━━━ GIVEN DATA ━━━

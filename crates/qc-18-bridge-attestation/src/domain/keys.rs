//! # Key Space
//!
//! Named key prefixes, the big-endian numeric key codec and prefix ranges.
//!
//! Every persisted key starts with one `KeyPrefix` byte. Numeric key parts
//! are big-endian so that ascending byte order equals ascending numeric
//! order, which keeps every scan deterministic across nodes.
//!
//! | Prefix | Key suffix | Value |
//! |--------|------------|-------|
//! | `0x01` | BE nonce | SignerSetTx |
//! | `0x02` | - | latest signer set nonce |
//! | `0x03` | - | last slashed signer set nonce |
//! | `0x04` | - | last unbonding block height |
//! | `0x05` | store index ‖ validator | signature |
//! | `0x06` | orchestrator | validator |
//! | `0x07` | validator | ethereum address |
//! | `0x08` | kind ‖ kind key | outgoing tx envelope |

use super::errors::{AttestationError, AttestationResult};

/// Key prefixes for the key-value store.
#[derive(Debug, Clone, Copy, PartialEq, Eq, PartialOrd, Ord, Hash)]
pub enum KeyPrefix {
    /// Signer set record: `0x01 ‖ BE(nonce)` -> SignerSetTx
    SignerSetTx,
    /// Latest signer set nonce scalar
    LatestSignerSetNonce,
    /// Last slashed signer set nonce scalar
    LastSlashedSignerSetNonce,
    /// Last unbonding block height scalar
    LastUnbondingBlockHeight,
    /// Confirmation: `0x05 ‖ store index ‖ validator` -> signature
    EthereumSignature,
    /// Orchestrator index: `0x06 ‖ orchestrator` -> validator
    OrchestratorValidator,
    /// Foreign address index: `0x07 ‖ validator` -> ethereum address
    ValidatorEthereumAddress,
    /// Outgoing tx record: `0x08 ‖ store index` -> envelope
    OutgoingTx,
}

impl KeyPrefix {
    /// Get the prefix byte.
    pub const fn as_byte(self) -> u8 {
        match self {
            KeyPrefix::SignerSetTx => 0x01,
            KeyPrefix::LatestSignerSetNonce => 0x02,
            KeyPrefix::LastSlashedSignerSetNonce => 0x03,
            KeyPrefix::LastUnbondingBlockHeight => 0x04,
            KeyPrefix::EthereumSignature => 0x05,
            KeyPrefix::OrchestratorValidator => 0x06,
            KeyPrefix::ValidatorEthereumAddress => 0x07,
            KeyPrefix::OutgoingTx => 0x08,
        }
    }

    /// Build a full key from parts appended after the prefix byte.
    pub fn key(self, parts: &[&[u8]]) -> Vec<u8> {
        let len = 1 + parts.iter().map(|p| p.len()).sum::<usize>();
        let mut key = Vec::with_capacity(len);
        key.push(self.as_byte());
        for part in parts {
            key.extend_from_slice(part);
        }
        key
    }

    /// Key of a scalar stored directly under the prefix.
    pub fn scalar_key(self) -> Vec<u8> {
        vec![self.as_byte()]
    }

    /// Range covering every key under this prefix.
    pub fn range(self) -> KeyRange {
        KeyRange::prefix(&[self.as_byte()])
    }
}

/// Encode a number as an 8-byte big-endian key part.
pub const fn u64_to_be_bytes(value: u64) -> [u8; 8] {
    value.to_be_bytes()
}

/// Decode an 8-byte big-endian key part.
pub fn u64_from_be_bytes(bytes: &[u8]) -> AttestationResult<u64> {
    let array: [u8; 8] = bytes
        .try_into()
        .map_err(|_| AttestationError::InvalidKey {
            reason: format!("expected 8 big-endian bytes, got {}", bytes.len()),
        })?;
    Ok(u64::from_be_bytes(array))
}

/// Exclusive upper bound of all keys starting with `prefix`.
///
/// Increments the last byte, carrying into preceding bytes on overflow.
/// Returns `None` when no finite bound exists: the prefix is empty or
/// consists only of `0xFF` bytes.
///
/// ```
/// use qc_18_bridge_attestation::domain::keys::prefix_upper_bound;
///
/// assert_eq!(prefix_upper_bound(&[1, 3, 4]), Some(vec![1, 3, 5]));
/// assert_eq!(prefix_upper_bound(&[15, 42, 255, 255]), Some(vec![15, 43, 0, 0]));
/// assert_eq!(prefix_upper_bound(&[255, 255, 255, 255]), None);
/// ```
pub fn prefix_upper_bound(prefix: &[u8]) -> Option<Vec<u8>> {
    let mut end = prefix.to_vec();
    for i in (0..end.len()).rev() {
        if end[i] == u8::MAX {
            end[i] = 0;
        } else {
            end[i] += 1;
            return Some(end);
        }
    }
    None
}

/// Half-open key range `[start, end)`. `None` means unbounded on that side.
#[derive(Debug, Clone, Default, PartialEq, Eq)]
pub struct KeyRange {
    /// Inclusive lower bound.
    pub start: Option<Vec<u8>>,
    /// Exclusive upper bound.
    pub end: Option<Vec<u8>>,
}

impl KeyRange {
    /// Range between two bounds.
    pub fn new(start: Option<Vec<u8>>, end: Option<Vec<u8>>) -> Self {
        Self { start, end }
    }

    /// The whole keyspace.
    pub fn full() -> Self {
        Self::default()
    }

    /// Every key starting with `prefix`. An empty prefix is the whole keyspace.
    pub fn prefix(prefix: &[u8]) -> Self {
        if prefix.is_empty() {
            return Self::full();
        }
        Self {
            start: Some(prefix.to_vec()),
            end: prefix_upper_bound(prefix),
        }
    }

    /// Check whether `key` falls inside the range.
    pub fn contains(&self, key: &[u8]) -> bool {
        let above_start = self.start.as_deref().map_or(true, |s| key >= s);
        let below_end = self.end.as_deref().map_or(true, |e| key < e);
        above_start && below_end
    }

    /// True when no key can satisfy both bounds.
    pub fn is_empty(&self) -> bool {
        matches!((&self.start, &self.end), (Some(s), Some(e)) if s >= e)
    }
}

/// Key of a signer set record.
pub fn signer_set_key(nonce: u64) -> Vec<u8> {
    KeyPrefix::SignerSetTx.key(&[&u64_to_be_bytes(nonce)])
}

/// Key of one confirmation.
pub fn ethereum_signature_key(store_index: &[u8], validator: &[u8]) -> Vec<u8> {
    KeyPrefix::EthereumSignature.key(&[store_index, validator])
}

/// Prefix shared by every confirmation of one artifact.
pub fn ethereum_signature_prefix(store_index: &[u8]) -> Vec<u8> {
    KeyPrefix::EthereumSignature.key(&[store_index])
}

/// Key of the orchestrator -> validator index.
pub fn orchestrator_validator_key(orchestrator: &[u8]) -> Vec<u8> {
    KeyPrefix::OrchestratorValidator.key(&[orchestrator])
}

/// Key of the validator -> ethereum address index.
pub fn ethereum_address_key(validator: &[u8]) -> Vec<u8> {
    KeyPrefix::ValidatorEthereumAddress.key(&[validator])
}

/// Key of an outgoing tx record.
pub fn outgoing_tx_key(store_index: &[u8]) -> Vec<u8> {
    KeyPrefix::OutgoingTx.key(&[store_index])
}

/// Strip the one-byte prefix from a key of the given type.
pub fn strip_prefix(prefix: KeyPrefix, key: &[u8]) -> AttestationResult<&[u8]> {
    match key.split_first() {
        Some((first, rest)) if *first == prefix.as_byte() => Ok(rest),
        _ => Err(AttestationError::InvalidKey {
            reason: format!("key does not start with {:?} prefix", prefix),
        }),
    }
}
//! # Staged Steps
//!
//! One block's writes go through a `StagedStore`: a step that fails part-way
//! is dropped and the committed state is what the previous step left.

#[cfg(test)]
mod tests {
    use crate::support::{batch, bridge_config, eth, init_tracing, power_table, MemoryKeeper};
    use qc_18_bridge_attestation::{
        AttestationResult, BridgeDependencies, BridgeKeeper, InMemoryKVStore, KindRegistry,
        OutgoingTx, OutgoingTxKind, OutgoingTxQueue, RecordingEventSink, SignerSetStore,
        StagedStore, StaticPowerSource,
    };

    // =============================================================================
    // TEST FIXTURES
    // =============================================================================

    type StagedKeeper<'a> =
        BridgeKeeper<StagedStore<'a, InMemoryKVStore>, StaticPowerSource, RecordingEventSink>;

    fn staged(base: &mut InMemoryKVStore) -> StagedKeeper<'_> {
        BridgeKeeper::new(
            BridgeDependencies {
                store: StagedStore::new(base),
                power_source: power_table(3),
                events: RecordingEventSink::new(),
                registry: KindRegistry::default(),
            },
            bridge_config(),
        )
    }

    /// One block: a signer set request and a list of outgoing txs.
    fn run_step(
        base: &mut InMemoryKVStore,
        height: u64,
        txs: &[OutgoingTx],
    ) -> AttestationResult<()> {
        let mut keeper = staged(base);
        keeper.create_signer_set_request(height)?;
        for tx in txs {
            keeper.put_outgoing_tx(tx)?;
        }
        keeper.into_store().commit()?;
        Ok(())
    }

    fn reader(base: InMemoryKVStore) -> MemoryKeeper {
        BridgeKeeper::new(
            BridgeDependencies {
                store: base,
                power_source: StaticPowerSource::default(),
                events: RecordingEventSink::new(),
                registry: KindRegistry::default(),
            },
            bridge_config(),
        )
    }

    // =============================================================================
    // FLOWS
    // =============================================================================

    #[test]
    fn test_failed_step_keeps_previous_state() {
        init_tracing();
        let mut base = InMemoryKVStore::new();
        run_step(&mut base, 10, &[batch(eth(1), 1, 1)]).unwrap();
        let committed = base.len();

        // second tx duplicates the first, so the step fails after two writes
        let result = run_step(&mut base, 20, &[batch(eth(1), 2, 1), batch(eth(1), 2, 1)]);
        assert!(result.is_err());
        assert_eq!(base.len(), committed);

        let keeper = reader(base);
        assert_eq!(keeper.latest_signer_set_nonce().unwrap(), 10);
        assert_eq!(
            keeper
                .outgoing_txs_by_kind(OutgoingTxKind::Batch, 10)
                .unwrap(),
            vec![batch(eth(1), 1, 1)]
        );
    }

    #[test]
    fn test_successive_steps_accumulate() {
        init_tracing();
        let mut base = InMemoryKVStore::new();
        run_step(&mut base, 10, &[batch(eth(1), 1, 1)]).unwrap();
        run_step(&mut base, 20, &[batch(eth(1), 2, 1)]).unwrap();

        let keeper = reader(base);
        assert_eq!(
            keeper
                .signer_sets_descending()
                .unwrap()
                .iter()
                .map(|s| s.nonce)
                .collect::<Vec<_>>(),
            vec![20, 10]
        );
        assert_eq!(
            keeper
                .outgoing_txs_by_kind(OutgoingTxKind::Batch, 10)
                .unwrap()
                .len(),
            2
        );
    }

    #[test]
    fn test_staged_reads_see_own_writes() {
        init_tracing();
        let mut base = InMemoryKVStore::new();
        let mut keeper = staged(&mut base);
        keeper.create_signer_set_request(10).unwrap();
        keeper.put_outgoing_tx(&batch(eth(1), 1, 1)).unwrap();

        assert_eq!(keeper.latest_signer_set_nonce().unwrap(), 10);
        assert_eq!(
            keeper
                .outgoing_txs_by_kind(OutgoingTxKind::Batch, 10)
                .unwrap()
                .len(),
            1
        );
        assert_eq!(keeper.store().pending(), 3);

        keeper.into_store().discard();
        assert!(base.is_empty());
    }
}
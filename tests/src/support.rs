//! Fixtures shared by the integration flows and benchmarks.

use qc_18_bridge_attestation::{
    AccountAddress, AttestationConfig, BatchTx, BridgeKeeper, BridgeParams, ContractCallTx,
    Erc20Token, EthAddress, InMemoryKVStore, OutgoingTx, RecordingEventSink, SendToEthereum,
    StaticPowerSource, ValidatorAddress,
};
use tracing_subscriber::EnvFilter;

/// Keeper over the in-memory store used by every flow.
pub type MemoryKeeper = BridgeKeeper<InMemoryKVStore, StaticPowerSource, RecordingEventSink>;

/// Bridge contract the flows point at.
pub const BRIDGE_CONTRACT: &str = "0x5aAeb6053F3E94C9b9A09f33669435E7Ef1BeAed";

/// Install a fmt subscriber filtered by `RUST_LOG`. Safe to call repeatedly.
pub fn init_tracing() {
    let _ = tracing_subscriber::fmt()
        .with_env_filter(
            EnvFilter::try_from_default_env().unwrap_or_else(|_| EnvFilter::new("warn")),
        )
        .with_test_writer()
        .try_init();
}

pub fn validator(n: u8) -> ValidatorAddress {
    ValidatorAddress::new(vec![0xAA, n])
}

pub fn orchestrator(n: u8) -> AccountAddress {
    AccountAddress::new(vec![0x0C, n])
}

pub fn eth(n: u8) -> EthAddress {
    EthAddress::new([n; 20])
}

/// Config pointing at [`BRIDGE_CONTRACT`] on chain 5.
pub fn bridge_config() -> AttestationConfig {
    AttestationConfig::default().with_params(BridgeParams {
        gravity_id: "bridge-test".to_string(),
        bridge_contract_address: BRIDGE_CONTRACT.to_string(),
        bridge_chain_id: 5,
    })
}

/// Power source with `count` validators of descending power.
pub fn power_table(count: u8) -> StaticPowerSource {
    (1..=count).fold(StaticPowerSource::default(), |source, n| {
        source.with_validator(validator(n), 1_000 - u64::from(n))
    })
}

pub fn memory_keeper(validators: u8) -> MemoryKeeper {
    BridgeKeeper::new_in_memory(power_table(validators), bridge_config())
}

pub fn batch(token: EthAddress, nonce: u64, sends: u64) -> OutgoingTx {
    let transactions = (0..sends)
        .map(|i| SendToEthereum {
            id: nonce * 1_000 + i,
            sender: AccountAddress::new(vec![0x01, i as u8]),
            ethereum_recipient: eth(0xEE),
            erc20_token: Erc20Token {
                contract: token,
                amount: 1_000,
            },
            erc20_fee: Erc20Token {
                contract: token,
                amount: 3,
            },
        })
        .collect();
    OutgoingTx::Batch(BatchTx {
        batch_nonce: nonce,
        timeout: nonce + 500,
        transactions,
        token_contract: token,
        height: nonce,
    })
}

pub fn contract_call(scope: &[u8], nonce: u64) -> OutgoingTx {
    OutgoingTx::ContractCall(ContractCallTx {
        invalidation_scope: scope.to_vec(),
        invalidation_nonce: nonce,
        address: eth(0x42),
        payload: vec![0xde, 0xad, 0xbe, 0xef],
        timeout: nonce + 500,
        tokens: vec![Erc20Token {
            contract: eth(0x10),
            amount: 5,
        }],
        fees: vec![],
        height: nonce,
    })
}
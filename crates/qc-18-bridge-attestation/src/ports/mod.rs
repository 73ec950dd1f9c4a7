//! # Ports Module
//!
//! Hexagonal architecture ports (interfaces).
//!
//! - **Inbound**: what the subsystem exposes (`SignerSetStore`, `ConfirmationLedger`,
//!   `OutgoingTxQueue`, `DelegationRegistry`)
//! - **Outbound**: what it needs (`KeyValueStore`, `PowerSource`, `EventSink`)

pub mod inbound;
pub mod outbound;

pub use inbound::{ConfirmationLedger, DelegationRegistry, OutgoingTxQueue, SignerSetStore};
pub use outbound::{BatchOperation, EventSink, KeyValueStore, PowerSource, ScanOrder, ScanResult};
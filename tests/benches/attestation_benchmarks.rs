//! # Bridge Attestation Benchmarks
//!
//! | Operation | Shape |
//! |-----------|-------|
//! | Power normalization | O(n) over the validator table |
//! | Outgoing tx put | One existence check, one write |
//! | Kind listing | Reverse range scan, stops at the limit |
//! | Unsigned view | One confirmation lookup per artifact |

use criterion::{
    black_box, criterion_group, criterion_main, BatchSize, BenchmarkId, Criterion, Throughput,
};
use qc_18_bridge_attestation::{
    build_signer_set, prefix_upper_bound, ConfirmationLedger, OutgoingTxKind, OutgoingTxQueue,
    StoreIndex, ValidatorPower,
};
use qc_tests::support::{batch, eth, memory_keeper, validator};

// ============================================================================
// Signer set construction
// ============================================================================

fn bench_build_signer_set(c: &mut Criterion) {
    let mut group = c.benchmark_group("qc-18-signer-set");

    for size in [10u64, 100, 1_000] {
        let powers: Vec<ValidatorPower> = (0..size)
            .map(|i| ValidatorPower::new(validator((i % 256) as u8), 1_000_000 + i * 7))
            .collect();

        group.throughput(Throughput::Elements(size));
        group.bench_with_input(BenchmarkId::new("build", size), &powers, |b, powers| {
            b.iter(|| black_box(build_signer_set(100, powers, |_| Ok(Some(eth(1)))).is_ok()))
        });
    }

    group.finish();
}

// ============================================================================
// Outgoing tx queue
// ============================================================================

fn bench_outgoing_queue(c: &mut Criterion) {
    let mut group = c.benchmark_group("qc-18-outgoing");

    group.bench_function("put_batch", |b| {
        b.iter_batched(
            || memory_keeper(1),
            |mut keeper| black_box(keeper.put_outgoing_tx(&batch(eth(1), 1, 10)).is_ok()),
            BatchSize::SmallInput,
        )
    });

    let mut keeper = memory_keeper(1);
    for nonce in 1..=500 {
        let _ = keeper.put_outgoing_tx(&batch(eth((nonce % 4) as u8), nonce, 2));
        if nonce % 2 == 0 {
            let index = StoreIndex::batch(&eth((nonce % 4) as u8), nonce);
            let _ = keeper.put_confirmation(&index, &validator(1), b"sig");
        }
    }

    for limit in [10usize, 100] {
        group.bench_with_input(BenchmarkId::new("list_batches", limit), &limit, |b, &limit| {
            b.iter(|| black_box(keeper.outgoing_txs_by_kind(OutgoingTxKind::Batch, limit)))
        });
    }

    group.bench_function("unsigned_batches", |b| {
        b.iter(|| {
            black_box(keeper.outgoing_txs_unsigned_by(OutgoingTxKind::Batch, &validator(1)))
        })
    });

    group.finish();
}

// ============================================================================
// Key utilities
// ============================================================================

fn bench_prefix_upper_bound(c: &mut Criterion) {
    let prefix = [0x08, 0x01, 0xFF, 0xFF, 0xFF, 0xFF];
    c.bench_function("qc-18-prefix-upper-bound", |b| {
        b.iter(|| black_box(prefix_upper_bound(black_box(&prefix))))
    });
}

criterion_group!(
    benches,
    bench_build_signer_set,
    bench_outgoing_queue,
    bench_prefix_upper_bound
);
criterion_main!(benches);
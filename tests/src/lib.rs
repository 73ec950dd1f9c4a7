//! # Bridge Attestation Test Suite
//!
//! ## Structure
//!
//! ```text
//! tests/src/
//! ├── support.rs        # Shared fixtures and log setup
//! └── integration/      # End-to-end flows through BridgeKeeper
//!     ├── signer_set_flow.rs
//!     ├── relay_flow.rs
//!     ├── export_import.rs
//!     └── staged_step.rs
//! ```
//!
//! ## Running Tests
//!
//! ```bash
//! # All tests
//! cargo test -p qc-tests
//!
//! # With logs
//! RUST_LOG=debug cargo test -p qc-tests -- --nocapture
//!
//! # Benchmarks
//! cargo bench -p qc-tests
//! ```

pub mod integration;
pub mod support;
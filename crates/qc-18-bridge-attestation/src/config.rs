//! Configuration for the Bridge Attestation Subsystem

use crate::domain::{AttestationError, AttestationResult, EthAddress};
use serde::{Deserialize, Serialize};

/// Bridge identity carried into emitted events.
#[derive(Clone, Debug, PartialEq, Eq, Serialize, Deserialize)]
pub struct BridgeParams {
    /// Unique id of this bridge deployment, mixed into every signed payload.
    pub gravity_id: String,
    /// Bridge contract on the foreign chain, `0x`-prefixed hex.
    pub bridge_contract_address: String,
    /// Foreign chain id.
    pub bridge_chain_id: u64,
}

impl Default for BridgeParams {
    fn default() -> Self {
        Self {
            gravity_id: "gravity".to_string(),
            bridge_contract_address: "0x0000000000000000000000000000000000000000".to_string(),
            bridge_chain_id: 1,
        }
    }
}

impl BridgeParams {
    /// Parsed bridge contract address.
    pub fn contract_address(&self) -> AttestationResult<EthAddress> {
        self.bridge_contract_address.parse()
    }
}

/// Attestation configuration
#[derive(Clone, Debug, PartialEq, Eq, Serialize, Deserialize)]
#[serde(default)]
pub struct AttestationConfig {
    /// Bridge identity
    pub params: BridgeParams,
    /// Signer sets returned by the relayer view
    pub recent_signer_set_count: usize,
    /// Upper bound on outgoing txs returned by one query, `0` returns none
    pub outgoing_query_limit: usize,
}

impl Default for AttestationConfig {
    fn default() -> Self {
        Self {
            params: BridgeParams::default(),
            recent_signer_set_count: 5,
            outgoing_query_limit: 100,
        }
    }
}

impl AttestationConfig {
    /// Parse and validate a JSON config.
    pub fn from_json_str(json: &str) -> AttestationResult<Self> {
        let config: Self =
            serde_json::from_str(json).map_err(|e| AttestationError::Config(e.to_string()))?;
        config.validate()?;
        Ok(config)
    }

    /// Set the bridge params.
    pub fn with_params(mut self, params: BridgeParams) -> Self {
        self.params = params;
        self
    }

    /// Set the relayer view size.
    pub fn with_recent_signer_set_count(mut self, count: usize) -> Self {
        self.recent_signer_set_count = count;
        self
    }

    /// Set the outgoing query limit.
    pub fn with_outgoing_query_limit(mut self, limit: usize) -> Self {
        self.outgoing_query_limit = limit;
        self
    }

    /// Check the config is usable.
    pub fn validate(&self) -> AttestationResult<()> {
        if self.params.gravity_id.is_empty() {
            return Err(AttestationError::Config("gravity_id is empty".to_string()));
        }
        self.params.contract_address().map_err(|e| {
            AttestationError::Config(format!("bridge_contract_address: {}", e))
        })?;
        Ok(())
    }
}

━━━

→ **PROBLEM DETAILS**: Where a line of the entries above holds the word "validate", return that line.

→ **SOLUTION**:
    /// Parse and validate a JSON config.
        config.validate()?;
    pub fn validate(&self) -> AttestationResult<()> {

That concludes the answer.